Lui qui, à ses heures, écrivait des nouvelles de science-fiction, n'aurait jamais imaginé une histoire pareille.

Mais il lui fallait se rendre à l'évidence : l'apparence plus qu'étrange de ces gens, la chanson du XVIème siècle, les révélations concordantes de Tolie et de Branif, l'engin infernal inconnu qu'avait déposé Calita Morfer, les goûts de ces gens pour des films et des acteurs inconnus qui visiblement allaient devenir des stars un peu plus tard... c'était trop troublant.

Ce ne pouvait qu'être la vérité.

Il était un peu rassuré pour Tolie : privée de voyages pendant un temps, ce n'était pas une bien grande punition lui sembla-t-il.

La froideur et le détachement de ces gens par rapport à ce à quoi ils assistaient, surtout lorsqu'il s'agissait de catastrophes faisant des dizaines de milliers de victimes, le sidéraient : Tolie battait presque des mains quand elle lui avait annoncé sa présence à l'éruption de la Montagne Pelée en précisant soigneusement qu'il y avait eu 30000 victimes !

Ils n'étaient en fait que des spectateurs. De froids spectateurs. Ils venaient juste jouir des évènements, fussent-ils de véritables désastres, sans lever le petit doigt pour prévenir, essayer de limiter les morts, puis repartaient sans états d'âme vers un nouveau spectacle...

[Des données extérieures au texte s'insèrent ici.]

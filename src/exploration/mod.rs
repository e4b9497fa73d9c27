/// Exploration policy result
#[derive(Debug, Clone, Copy, PartialEq, Eq)]
pub enum Choice {
    Explore,
    Exploit,
}

mod epsilon_greedy;

pub use epsilon_greedy::EpsilonGreedy;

Ce futur anéantissement quasi-total de l'humanité par l'astéroïde était-il une excuse à ce comportement désabusé qu'ils affectaient ? D'ailleurs, quand allait-elle avoir lieu cette collision ? Des tas de gens avaient sûrement le temps de naître, de vivre, de mourir, avant qu'elle ne se produise.

Bien sûr, il y avait cette histoire de ne pas modifier leur passé pour ne pas impacter leur propre présent mais, dès lors que l'astéroïde tuerait ensuite presque tout le monde avant que ne se développe leur civilisation, quel pouvait être l'impact sur celle-ci s'ils sauvaient des vies ne serait-ce qu'en prévenant les gens des catastrophes imminentes ?


Au terme de ces réflexions, il décida d'écrire tout ce qu'il savait, au mépris de ce que lui avait demandé Eston Branif.

Ainsi, s'il lui arrivait malheur lors de « l'évènement » qui allait avoir lieu dans les heures à suivre et qu'il pressentait comme étant une catastrophe quelconque, au moins, il y aurait une chance que quelqu'un sache.

Croirait-on ce qu'il allait écrire ? Cela servirait-il à quoi que ce soit ? Il ne le savait pas. Mais il ne pouvait pas garder pour lui seul ce fabuleux secret.

Son imprimante était en panne et de toute façon, il préférait laisser un manuscrit. Cela, pensait-il, aurait plus d'authenticité.

Il prit du papier et un stylo et écrivit ce qu'il put.

Il lui avait semblé qu'il en savait tellement que cela prendrait des heures mais au final, cela tenait en trois pages.

C'était peu, mais à la fois bien suffisant pour que celui qui le trouve comprenne... à condition qu'on le croie.

Et puis, que diable, il n'était pas mort ! Il se trouvait même, selon ce que lui avait dit Branif, dans une des seules maisons qui seraient épargnées.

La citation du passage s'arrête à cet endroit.